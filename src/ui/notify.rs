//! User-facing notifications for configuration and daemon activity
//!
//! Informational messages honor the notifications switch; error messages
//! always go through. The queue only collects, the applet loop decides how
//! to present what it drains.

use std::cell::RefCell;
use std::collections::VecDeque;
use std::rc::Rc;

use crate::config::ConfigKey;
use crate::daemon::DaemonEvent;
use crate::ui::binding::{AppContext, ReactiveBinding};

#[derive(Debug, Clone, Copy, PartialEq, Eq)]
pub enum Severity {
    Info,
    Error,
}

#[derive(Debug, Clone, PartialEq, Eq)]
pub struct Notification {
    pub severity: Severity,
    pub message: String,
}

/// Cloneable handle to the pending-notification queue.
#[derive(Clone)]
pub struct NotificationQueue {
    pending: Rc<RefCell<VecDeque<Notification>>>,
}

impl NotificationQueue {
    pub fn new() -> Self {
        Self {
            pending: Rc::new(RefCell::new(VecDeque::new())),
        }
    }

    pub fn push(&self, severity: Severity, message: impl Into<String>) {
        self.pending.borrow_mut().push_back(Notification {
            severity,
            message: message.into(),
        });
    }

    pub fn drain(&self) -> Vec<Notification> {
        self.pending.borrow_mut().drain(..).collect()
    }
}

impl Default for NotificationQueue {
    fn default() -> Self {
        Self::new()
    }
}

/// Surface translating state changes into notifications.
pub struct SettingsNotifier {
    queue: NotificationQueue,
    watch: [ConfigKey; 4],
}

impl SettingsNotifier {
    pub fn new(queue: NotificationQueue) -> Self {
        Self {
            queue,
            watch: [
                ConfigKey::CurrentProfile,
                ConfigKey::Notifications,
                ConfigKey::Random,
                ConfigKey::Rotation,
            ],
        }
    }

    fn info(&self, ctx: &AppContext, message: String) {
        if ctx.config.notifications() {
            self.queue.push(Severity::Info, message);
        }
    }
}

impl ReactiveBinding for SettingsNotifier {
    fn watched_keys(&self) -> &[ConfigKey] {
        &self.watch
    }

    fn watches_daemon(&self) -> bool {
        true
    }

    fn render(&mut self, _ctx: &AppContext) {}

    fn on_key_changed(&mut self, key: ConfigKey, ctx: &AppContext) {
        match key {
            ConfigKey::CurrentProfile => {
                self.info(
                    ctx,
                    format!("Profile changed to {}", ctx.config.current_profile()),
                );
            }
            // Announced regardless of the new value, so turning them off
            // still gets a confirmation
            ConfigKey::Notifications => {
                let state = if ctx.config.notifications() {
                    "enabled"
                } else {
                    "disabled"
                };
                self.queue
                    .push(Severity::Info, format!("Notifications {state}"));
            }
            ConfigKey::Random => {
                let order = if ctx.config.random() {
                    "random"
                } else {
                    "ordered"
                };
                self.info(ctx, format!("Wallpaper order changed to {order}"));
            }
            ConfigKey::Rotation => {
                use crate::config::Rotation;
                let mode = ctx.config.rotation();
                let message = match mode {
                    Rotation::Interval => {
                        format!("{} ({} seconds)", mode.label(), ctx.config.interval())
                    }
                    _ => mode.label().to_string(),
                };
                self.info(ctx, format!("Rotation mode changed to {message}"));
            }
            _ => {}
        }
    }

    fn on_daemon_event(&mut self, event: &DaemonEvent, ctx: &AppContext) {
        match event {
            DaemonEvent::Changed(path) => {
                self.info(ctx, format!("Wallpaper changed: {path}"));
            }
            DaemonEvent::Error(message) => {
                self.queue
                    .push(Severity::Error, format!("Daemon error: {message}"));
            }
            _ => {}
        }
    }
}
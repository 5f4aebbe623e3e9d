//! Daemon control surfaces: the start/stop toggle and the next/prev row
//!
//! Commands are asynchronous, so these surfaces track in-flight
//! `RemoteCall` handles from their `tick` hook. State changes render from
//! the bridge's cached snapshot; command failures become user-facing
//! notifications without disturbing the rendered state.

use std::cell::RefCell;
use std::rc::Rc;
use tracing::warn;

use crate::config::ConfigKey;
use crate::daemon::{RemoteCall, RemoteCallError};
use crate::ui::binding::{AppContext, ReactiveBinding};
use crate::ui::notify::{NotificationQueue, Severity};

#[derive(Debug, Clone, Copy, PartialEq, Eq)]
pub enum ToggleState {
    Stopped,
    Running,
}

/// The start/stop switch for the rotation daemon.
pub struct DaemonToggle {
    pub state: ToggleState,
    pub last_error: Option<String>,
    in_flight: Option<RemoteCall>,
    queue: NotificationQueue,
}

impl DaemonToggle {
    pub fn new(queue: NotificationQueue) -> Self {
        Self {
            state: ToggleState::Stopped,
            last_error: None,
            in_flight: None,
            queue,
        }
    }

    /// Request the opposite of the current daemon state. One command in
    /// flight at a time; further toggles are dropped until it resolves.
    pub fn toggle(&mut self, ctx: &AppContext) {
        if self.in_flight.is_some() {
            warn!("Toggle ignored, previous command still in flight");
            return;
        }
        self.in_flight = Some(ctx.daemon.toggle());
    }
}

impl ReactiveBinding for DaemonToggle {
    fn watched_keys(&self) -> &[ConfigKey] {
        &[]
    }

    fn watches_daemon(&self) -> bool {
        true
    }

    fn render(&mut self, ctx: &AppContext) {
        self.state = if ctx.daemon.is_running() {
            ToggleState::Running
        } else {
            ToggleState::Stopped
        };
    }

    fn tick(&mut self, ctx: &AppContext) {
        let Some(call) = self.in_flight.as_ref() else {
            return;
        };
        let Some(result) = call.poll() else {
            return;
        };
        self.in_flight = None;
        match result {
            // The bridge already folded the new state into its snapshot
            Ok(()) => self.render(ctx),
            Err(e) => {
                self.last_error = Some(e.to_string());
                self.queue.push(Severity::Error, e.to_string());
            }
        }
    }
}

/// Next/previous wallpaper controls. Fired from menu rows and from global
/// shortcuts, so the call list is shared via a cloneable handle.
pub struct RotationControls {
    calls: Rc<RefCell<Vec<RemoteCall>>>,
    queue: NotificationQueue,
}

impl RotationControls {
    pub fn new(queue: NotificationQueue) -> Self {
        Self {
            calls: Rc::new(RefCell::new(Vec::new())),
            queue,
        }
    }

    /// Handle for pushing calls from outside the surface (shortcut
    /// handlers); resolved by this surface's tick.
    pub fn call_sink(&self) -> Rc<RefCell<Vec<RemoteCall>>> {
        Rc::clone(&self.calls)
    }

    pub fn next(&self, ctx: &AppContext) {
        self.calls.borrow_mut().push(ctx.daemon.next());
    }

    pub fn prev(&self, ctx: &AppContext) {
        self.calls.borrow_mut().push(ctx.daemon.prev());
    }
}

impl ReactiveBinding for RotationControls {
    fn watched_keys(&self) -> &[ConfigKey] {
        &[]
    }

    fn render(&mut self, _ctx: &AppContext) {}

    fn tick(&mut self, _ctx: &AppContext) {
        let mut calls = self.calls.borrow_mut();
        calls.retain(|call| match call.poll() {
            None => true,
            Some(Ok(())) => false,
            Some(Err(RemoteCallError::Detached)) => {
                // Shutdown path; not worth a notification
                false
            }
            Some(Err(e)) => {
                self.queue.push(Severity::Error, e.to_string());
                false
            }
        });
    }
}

################

WORK TO BE COMPLETED >>
Copy out each line in the preceding records that contains "DaemonToggle".

SOLUTION TO THE EXERCISE >>
pub struct DaemonToggle {
impl DaemonToggle {
impl ReactiveBinding for DaemonToggle {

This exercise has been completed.